Índigo levantó violentamente la cabeza, y Niahrin vio auténtico terror en sus ojos.

—No... —musitó la muchacha, pero, pese a su desesperada negativa, supo que no había esperanza, que era inútil. Era demasiado tarde. Demasiado tarde ya...

Y, desde las almenas, se alzó un grito solitario contra el creciente tumulto, y la voz enloquecida de un hombre aulló:

—¡Están aquí! ¡Luchad! Por Carn Caille, por nuestras vidas... ¡luchad!

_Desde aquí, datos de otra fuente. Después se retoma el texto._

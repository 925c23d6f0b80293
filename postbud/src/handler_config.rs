//! Holds [HandlerConfig]'s implementation.

use std::time::Duration;

use crate::watcher::RetryPolicy;

/// Detailed configuration of a handler.
#[derive(Clone, Debug)]
pub struct HandlerConfig {
    /// Retry policy applied when the handler fails on a message.
    pub(crate) retry: RetryPolicy,
    /// True skips the eager decode step: the handler works directly on the
    /// body and headers. Used for consumers that do their own decoding, such
    /// as the RPC response consumer.
    pub(crate) raw: bool,
    /// Transport-level consumer parameters.
    pub(crate) consumer: ConsumerConfig,
}

impl HandlerConfig {
    /// Creates a new default HandlerConfig.
    pub fn new() -> Self {
        Default::default()
    }

    /// Sets the retry policy. Accepts `bool` (`false` = never, `true` =
    /// forever) or a `u32` retry count, mirroring the registration surface.
    pub fn with_retry(mut self, retry: impl Into<RetryPolicy>) -> Self {
        self.retry = retry.into();
        self
    }

    /// Sets raw mode: the body is not eagerly decoded before the handler runs.
    pub fn with_raw(mut self, raw: bool) -> Self {
        self.raw = raw;
        self
    }

    /// Per consumer prefetch count, forwarded to transports that support it.
    pub fn with_prefetch(mut self, prefetch: u16) -> Self {
        self.consumer.prefetch = prefetch;
        self
    }

    /// How long a fetch may wait for messages before returning an empty
    /// batch. Also the pause after a batch that dropped a poison message.
    pub fn with_wait_interval(mut self, wait_interval: Duration) -> Self {
        self.consumer.wait_interval = wait_interval;
        self
    }

    /// Maximum number of messages per fetched batch.
    pub fn with_batch_limit(mut self, batch_limit: usize) -> Self {
        self.consumer.batch_limit = batch_limit;
        self
    }

    /// How long a fetched-but-unacked message stays invisible to other
    /// consumers, on transports with that notion.
    pub fn with_visibility_timeout(mut self, visibility_timeout: Duration) -> Self {
        self.consumer.visibility_timeout = Some(visibility_timeout);
        self
    }
}

impl Default for HandlerConfig {
    fn default() -> Self {
        Self {
            retry: RetryPolicy::Never,
            raw: false,
            consumer: ConsumerConfig::default(),
        }
    }
}

/// Transport-level consumer parameters, passed through to
/// [`Transport::fetch`](crate::Transport::fetch).
#[derive(Clone, Debug)]
pub struct ConsumerConfig {
    /// Longest time a fetch may block waiting for messages.
    pub wait_interval: Duration,
    /// Maximum number of messages per batch.
    pub batch_limit: usize,
    /// Prefetch count, where the transport supports one.
    pub prefetch: u16,
    /// Visibility timeout, where the transport supports one.
    pub visibility_timeout: Option<Duration>,
}

impl ConsumerConfig {
    /// The default value for the prefetch count.
    pub const DEFAULT_PREFETCH: u16 = 64;

    /// The default fetch wait interval.
    pub const DEFAULT_WAIT_INTERVAL: Duration = Duration::from_secs(1);

    /// The default batch limit.
    pub const DEFAULT_BATCH_LIMIT: usize = 10;
}

impl Default for ConsumerConfig {
    fn default() -> Self {
        Self {
            wait_interval: Self::DEFAULT_WAIT_INTERVAL,
            batch_limit: Self::DEFAULT_BATCH_LIMIT,
            prefetch: Self::DEFAULT_PREFETCH,
            visibility_timeout: None,
        }
    }
}
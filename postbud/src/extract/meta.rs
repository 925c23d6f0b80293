//! Message metadata extractors.

use core::fmt;
use std::collections::HashMap;
use std::convert::Infallible;

use async_trait::async_trait;
use derive_more::{Deref, DerefMut};

use crate::{extract::Extract, request::Request, transport::Transport};

/// The unique id of the current message. Every message has one: the
/// transport's own id when it supplies one, a generated UUID otherwise.
///
/// Message ids allow concurrent logs to be associated with a unique message,
/// and are the key the push-back watcher counts delivery attempts under.
#[derive(Debug, Clone, Deref)]
pub struct MessageId(pub String);

impl fmt::Display for MessageId {
    fn fmt(&self, f: &mut fmt::Formatter<'_>) -> fmt::Result {
        self.0.fmt(f)
    }
}

#[async_trait]
impl<T: Transport> Extract<T> for MessageId {
    type Error = Infallible;

    async fn extract(req: &mut Request<T>) -> Result<Self, Self::Error> {
        Ok(MessageId(req.message().message_id().to_string()))
    }
}

/// The correlation id of the current message, if the sender attached one.
#[derive(Debug, Clone, Deref)]
pub struct CorrelationId(pub Option<String>);

#[async_trait]
impl<T: Transport> Extract<T> for CorrelationId {
    type Error = Infallible;

    async fn extract(req: &mut Request<T>) -> Result<Self, Self::Error> {
        Ok(CorrelationId(
            req.message().correlation_id().map(str::to_string),
        ))
    }
}

/// The application headers of the current message.
#[derive(Debug, Clone, Deref, DerefMut)]
pub struct Headers(pub HashMap<String, String>);

#[async_trait]
impl<T: Transport> Extract<T> for Headers {
    type Error = Infallible;

    async fn extract(req: &mut Request<T>) -> Result<Self, Self::Error> {
        Ok(Headers(req.message().headers().clone()))
    }
}
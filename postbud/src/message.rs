//! The transport-neutral form of an inbound message.

use std::collections::HashMap;
use std::fmt;

use uuid::Uuid;

/// The media label of a message body.
///
/// The runtime itself only produces [`ContentType::Json`] and
/// [`ContentType::Text`]; anything else a transport hands us is preserved in
/// [`ContentType::Other`] and decoded with the content-sniffing fallback.
#[derive(Debug, Clone, PartialEq, Eq)]
pub enum ContentType {
    /// `application/json`.
    Json,
    /// `text/plain`.
    Text,
    /// Any other media label, preserved verbatim.
    Other(String),
}

impl ContentType {
    /// The canonical string form of this media label.
    pub fn as_str(&self) -> &str {
        match self {
            Self::Json => "application/json",
            Self::Text => "text/plain",
            Self::Other(label) => label,
        }
    }
}

impl fmt::Display for ContentType {
    fn fmt(&self, f: &mut fmt::Formatter<'_>) -> fmt::Result {
        f.write_str(self.as_str())
    }
}

impl From<&str> for ContentType {
    fn from(label: &str) -> Self {
        match label {
            "application/json" => Self::Json,
            "text/plain" => Self::Text,
            other => Self::Other(other.to_string()),
        }
    }
}

impl From<String> for ContentType {
    fn from(label: String) -> Self {
        label.as_str().into()
    }
}

/// The canonical in-memory form of an inbound message.
///
/// Transport drivers parse their native frames into this form inside
/// [`Transport::fetch`](crate::Transport::fetch). The `raw` field keeps the
/// transport-native handle that is later needed to ack or nack the message.
///
/// Invariants, enforced by the builder methods: `message_id` is never empty
/// (a fresh UUID is generated when the transport did not supply one);
/// `content_type`, `reply_to` and `correlation_id` are either absent or
/// non-empty; the body is always present, possibly zero-length.
#[derive(Debug)]
pub struct Message<F> {
    /// The raw bytes of the body.
    body: Vec<u8>,
    /// Media label of the body, if the transport carried one.
    content_type: Option<ContentType>,
    /// Unique id of this message.
    message_id: String,
    /// Correlation id to echo on a reply.
    correlation_id: Option<String>,
    /// Destination to which a reply should be published. Absent means no
    /// reply is expected.
    reply_to: Option<String>,
    /// Remaining transport headers, after the well-known ones were lifted
    /// into the fields above.
    headers: HashMap<String, String>,
    /// The transport-native frame handle, used to ack/nack.
    raw: F,
}

impl<F> Message<F> {
    /// Creates a message with the given body and raw frame handle and a
    /// freshly generated message id.
    pub fn new(body: Vec<u8>, raw: F) -> Self {
        Self {
            body,
            content_type: None,
            message_id: Uuid::new_v4().to_string(),
            correlation_id: None,
            reply_to: None,
            headers: HashMap::new(),
            raw,
        }
    }

    /// Sets the message id the transport supplied. An empty id is ignored,
    /// keeping the generated one.
    pub fn with_message_id(mut self, message_id: impl Into<String>) -> Self {
        let message_id = message_id.into();
        if !message_id.is_empty() {
            self.message_id = message_id;
        }
        self
    }

    /// Sets the content type of the body.
    pub fn with_content_type(mut self, content_type: impl Into<ContentType>) -> Self {
        self.content_type = Some(content_type.into());
        self
    }

    /// Sets the reply destination. An empty destination means "no reply
    /// expected" and is normalized to absent.
    pub fn with_reply_to(mut self, reply_to: impl Into<String>) -> Self {
        let reply_to = reply_to.into();
        self.reply_to = (!reply_to.is_empty()).then_some(reply_to);
        self
    }

    /// Sets the correlation id. An empty id is normalized to absent.
    pub fn with_correlation_id(mut self, correlation_id: impl Into<String>) -> Self {
        let correlation_id = correlation_id.into();
        self.correlation_id = (!correlation_id.is_empty()).then_some(correlation_id);
        self
    }

    /// Adds a transport header.
    pub fn with_header(mut self, key: impl Into<String>, value: impl Into<String>) -> Self {
        self.headers.insert(key.into(), value.into());
        self
    }

    /// Replaces the full header map.
    pub fn with_headers(mut self, headers: HashMap<String, String>) -> Self {
        self.headers = headers;
        self
    }

    /// The raw bytes of the body.
    pub fn body(&self) -> &[u8] {
        &self.body
    }

    /// Media label of the body, if any.
    pub fn content_type(&self) -> Option<&ContentType> {
        self.content_type.as_ref()
    }

    /// The unique id of this message.
    pub fn message_id(&self) -> &str {
        &self.message_id
    }

    /// The correlation id to echo on a reply, if any.
    pub fn correlation_id(&self) -> Option<&str> {
        self.correlation_id.as_deref()
    }

    /// The destination a reply should be published to, if one is expected.
    pub fn reply_to(&self) -> Option<&str> {
        self.reply_to.as_deref()
    }

    /// The remaining transport headers.
    pub fn headers(&self) -> &HashMap<String, String> {
        &self.headers
    }

    /// The transport-native frame handle.
    pub fn raw(&self) -> &F {
        &self.raw
    }

    /// The frame-free projection of this message, suitable for publishing
    /// into the [context scope](crate::context).
    pub fn info(&self) -> MessageInfo {
        MessageInfo {
            message_id: self.message_id.clone(),
            content_type: self.content_type.clone(),
            correlation_id: self.correlation_id.clone(),
            reply_to: self.reply_to.clone(),
            headers: self.headers.clone(),
        }
    }
}

/// The metadata of a [`Message`], without the body and the transport frame.
///
/// This is what the dispatch pipeline stores under the `message` key of the
/// context scope, so callbacks can see which message they run for without
/// explicit plumbing.
#[derive(Debug, Clone)]
pub struct MessageInfo {
    /// Unique id of the message.
    pub message_id: String,
    /// Media label of the body, if any.
    pub content_type: Option<ContentType>,
    /// Correlation id to echo on a reply, if any.
    pub correlation_id: Option<String>,
    /// Destination a reply should be published to, if one is expected.
    pub reply_to: Option<String>,
    /// Remaining transport headers.
    pub headers: HashMap<String, String>,
}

Un violento maremoto mental lanzó la mente de Índigo hacia atrás en el tiempo. Esas palabras... ¡eran las mismas palabras con las que Fenran la había instado a la batalla cincuenta años atrás!

Y de improviso pasado y presente estallaron en una única y repugnante realidad cuando el aullante estruendo se volvió ensordecedor, y la negra ala se precipitó como una masa hirviente sobre las murallas de la fortaleza...

... y estalló en un millar de aullantes formas fantasmagóricas que descendieron como una oleada. Los alaridos humanos se mezclaron con sus diabólicos chillidos, y figuras desmadejadas caían desde las murallas entre aleteos de brazos y volteretas a medida que la fantasmal legión que la Torre de los Pesares había soltado se precipitaba sobre ellas. Monstruosidades aladas que batían sus alas, horrores indescriptibles, criaturas con cabeza y cola de serpiente, enormes bocas abiertas llenas de colmillos como cuchillos, espolones y garras y manos mutadas, escamas, pelo, carnes pálidas y corrompidas: toda pesadilla invocada alguna vez, todo demonio soñado alguna vez caía sobre los defensores de Carn Caille...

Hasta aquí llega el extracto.